Cash-register justice: Fees collected from defendants are funding the system
Eight years after Cory Lovelace’s 2006 Valentine’s Day death in downstate Illinois from undetermined causes, investigators charged her husband, Curtis, with her murder. Unable to post bond, Lovelace spent nearly two years in jail, incarcerated just miles from the county courthouse where he once served as an assistant state’s attorney. Lovelace lost his job, the family home and his savings.
After two trials, Lovelace was acquitted. The first trial, in February 2016, was declared a mistrial after the jury deadlocked. The second murder trial, in a different downstate county, resulted in a swift “not guilty” verdict, with jurors deciding prosecutors hadn’t proved their theory that Lovelace smothered his wife to death in bed.

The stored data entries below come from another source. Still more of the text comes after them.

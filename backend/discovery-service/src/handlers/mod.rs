pub mod discovery;
pub mod health;
pub mod interactions;
pub mod preferences;

use actix_web::web;

pub use discovery::{discover_items, get_item_score};
pub use health::{liveness, readiness};
pub use interactions::record_interaction;
pub use preferences::save_preferred_categories;

/// Register the API routes (everything except readiness, which needs the pool)
pub fn configure(cfg: &mut web::ServiceConfig) {
    cfg.service(liveness)
        .service(discover_items)
        .service(get_item_score)
        .service(record_interaction)
        .service(save_preferred_categories)
        .route("/metrics", web::get().to(crate::metrics::serve_metrics));
}
use async_trait::async_trait;
use sqlx::PgPool;
use tracing::error;
use uuid::Uuid;

use super::traits::ListingStore;
use crate::error::{DiscoveryError, Result};
use crate::models::{ListingRow, RankedListing};
use crate::services::ranked_query::{QueryPlan, RankedQueryBuilder, LISTING_COLUMNS};

/// Page and count must observe the same snapshot
pub const PAGE_AND_COUNT_ISOLATION: &str =
    "SET TRANSACTION ISOLATION LEVEL REPEATABLE READ, READ ONLY";

/// Listing reads over `item` (PostGIS geography) joined with `embedding` (pgvector)
#[derive(Clone)]
pub struct PgListingStore {
    pool: PgPool,
}

impl PgListingStore {
    pub fn new(pool: PgPool) -> Self {
        Self { pool }
    }
}

fn into_ranked(rows: Vec<ListingRow>) -> Result<Vec<RankedListing>> {
    rows.into_iter()
        .map(|row| {
            RankedListing::try_from(row).map_err(|e| {
                error!(error = %e, "Malformed item row");
                DiscoveryError::StorageUnavailable(format!("malformed item row: {}", e))
            })
        })
        .collect()
}

#[async_trait]
impl ListingStore for PgListingStore {
    async fn fetch_ranked(&self, plan: &QueryPlan) -> Result<(Vec<RankedListing>, i64)> {
        let mut tx = self.pool.begin().await?;

        sqlx::query(PAGE_AND_COUNT_ISOLATION)
            .execute(&mut *tx)
            .await?;

        // SET does not take bind parameters
        let statement_timeout = format!(
            "SET LOCAL statement_timeout = {}",
            plan.timeout.as_millis().max(1)
        );
        sqlx::query(&statement_timeout).execute(&mut *tx).await?;

        let mut page_query = RankedQueryBuilder::page_query(plan);
        let rows: Vec<ListingRow> = page_query
            .build_query_as::<ListingRow>()
            .fetch_all(&mut *tx)
            .await?;

        let mut count_query = RankedQueryBuilder::count_query(plan);
        let total_count: i64 = count_query
            .build_query_scalar::<i64>()
            .fetch_one(&mut *tx)
            .await?;

        tx.commit().await?;

        Ok((into_ranked(rows)?, total_count))
    }

    async fn find_listing(&self, item_id: Uuid) -> Result<Option<RankedListing>> {
        let sql = format!(
            "SELECT {}, NULL::float8 AS distance_meters, NULL::float8 AS cosine_distance, \
             NULL::float8 AS score FROM item i WHERE i.item_id = $1",
            LISTING_COLUMNS
        );

        let row = sqlx::query_as::<_, ListingRow>(&sql)
            .bind(item_id)
            .fetch_optional(&self.pool)
            .await?;

        match row {
            Some(row) => Ok(into_ranked(vec![row])?.pop()),
            None => Ok(None),
        }
    }
}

When Lovelace petitioned for the return of the full $350,000 bond his friends posted on his behalf, the Adams County Clerk’s Office held back an “administrative fee”—$35,000 plus $5,433.75 in costs for the 277 days that Lovelace was on electronic monitoring.
“I can tell you, being the defendant and having to look at the people who gave that money to the court so I could spend nine months with my family instead of a county jail before trial, it doesn’t seem like an administrative fee,” Curtis Lovelace says. “What it sounds like is ‘How dare you not plead guilty and you actually go to trial? How dare you do that?’”
Lovelace appealed the fee decision, and advocates hoped Curtis Lovelace v. People of the State of Illinois might be among the small number of cases the U.S. Supreme Court would include this term, but the court ultimately passed on the case.
“Mr. Lovelace’s story is distressing and outrageous, but not unique,” wrote Jeffrey T. Green, co-chair of the amicus committee at the National Association of Criminal Defense Lawyers in a January 2019 friend-of-the-court brief. “His life was destroyed and his reputation sullied; he endured the indignities of incarceration for two years; his family suffered. At the conclusion of it all, Illinois handed him an additional $35,000 bill.”
A price on freedom
Seeking to protect its citizens from the sometimes vigilante efforts of bail bondsmen, in 1963, Illinois became one of the first states in the country to outlaw a commercial bail system. When a defendant is brought into one of Illinois’ 24 judicial circuits on charges, judges set conditions of bail to assure the court that the defendant will return for trial.
Illinois courts are allowed to retain 10% of bond payments as an administrative fee. In 1971, the U.S. Supreme Court upheld these fees in the case of Schilb v. Kuebel, which means criminal defendants across the country have had to forfeit significant portions of their bond payments, even when they comply with conditions of bail.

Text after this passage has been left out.